■ WORK ITEM ■
Write out, from the entries below, exactly the lines that run between the lines holding "use thiserror::Error;" and "the buffer limit.", inclusive, and stop there.

[Dataset entries]

╭──

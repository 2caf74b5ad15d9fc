//! Error types for the synthesis and analysis engine.

use thiserror::Error;

/// Result type for engine operations.
pub type EngineResult<T> = Result<T, EngineError>;

/// Errors raised by rendering, transforms and requantization.
///
/// Every operation either returns a fully computed buffer or fails before
/// producing any output; there are no partial results.
#[derive(Debug, Clone, PartialEq, Error)]
pub enum EngineError {
    /// Square-wave fullness outside `[0, 1]`.
    #[error("invalid fullness {fullness}: must lie in [0, 1]")]
    InvalidFullness { fullness: f64 },

    #[error("invalid sample rate: {rate}")]
    InvalidSampleRate { rate: u32 },

    #[error("invalid duration: {duration} seconds")]
    InvalidDuration { duration: f64 },

    #[error("invalid start time: {start_time} seconds")]
    InvalidStartTime { start_time: f64 },

    /// Bit depth must be in `1..=32`.
    #[error("invalid bit depth: {bits}")]
    InvalidBitDepth { bits: u32 },

    /// The modulator tree nests deeper than the configured limit.
    #[error("modulator chain depth {depth} exceeds the limit of {limit}")]
    ModulationTooDeep { depth: usize, limit: usize },

    /// A render, mix or resample would exceed the buffer limit.
    #[error("buffer of {samples} samples exceeds the {limit}-sample limit")]
    BufferTooLarge { samples: u64, limit: u64 },

    /// A mode that exists in the interface but has no implementation.
    #[error("not implemented: {feature}")]
    NotImplemented { feature: &'static str },

    /// Upsampling was requested for a rate that already meets the floor.
    #[error("sample rate {rate} Hz already meets the {floor} Hz floor")]
    UpsampleNotRequired { rate: u32, floor: u32 },

    /// Half-spectrum arrays of different lengths.
    #[error("spectrum arrays differ in length: {real} real vs {imag} imaginary")]
    InvalidSpectrum { real: usize, imag: usize },
}

impl EngineError {
    /// Creates a not-implemented error for the named feature.
    pub fn not_implemented(feature: &'static str) -> Self {
        Self::NotImplemented { feature }
    }
}

#[cfg(test)]
mod tests {
    use super::*;

    #[test]
    fn messages_name_the_offending_value() {
        let err = EngineError::InvalidFullness { fullness: 1.5 };
        assert_eq!(err.to_string(), "invalid fullness 1.5: must lie in [0, 1]");

        let err = EngineError::UpsampleNotRequired {
            rate: 44100,
            floor: 8000,
        };
        assert!(err.to_string().contains("44100"));
    }

    #[test]
    fn not_implemented_helper() {
        let err = EngineError::not_implemented("band-reject filtering");
        assert_eq!(err.to_string(), "not implemented: band-reject filtering");
    }
}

╰──

■ EXERCISE RESPONSE ■
use thiserror::Error;

/// Result type for engine operations.
pub type EngineResult<T> = Result<T, EngineError>;

/// Errors raised by rendering, transforms and requantization.
///
/// Every operation either returns a fully computed buffer or fails before
/// producing any output; there are no partial results.
#[derive(Debug, Clone, PartialEq, Error)]
pub enum EngineError {
    /// Square-wave fullness outside `[0, 1]`.
    #[error("invalid fullness {fullness}: must lie in [0, 1]")]
    InvalidFullness { fullness: f64 },

    #[error("invalid sample rate: {rate}")]
    InvalidSampleRate { rate: u32 },

    #[error("invalid duration: {duration} seconds")]
    InvalidDuration { duration: f64 },

    #[error("invalid start time: {start_time} seconds")]
    InvalidStartTime { start_time: f64 },

    /// Bit depth must be in `1..=32`.
    #[error("invalid bit depth: {bits}")]
    InvalidBitDepth { bits: u32 },

    /// The modulator tree nests deeper than the configured limit.
    #[error("modulator chain depth {depth} exceeds the limit of {limit}")]
    ModulationTooDeep { depth: usize, limit: usize },

    /// A render, mix or resample would exceed the buffer limit.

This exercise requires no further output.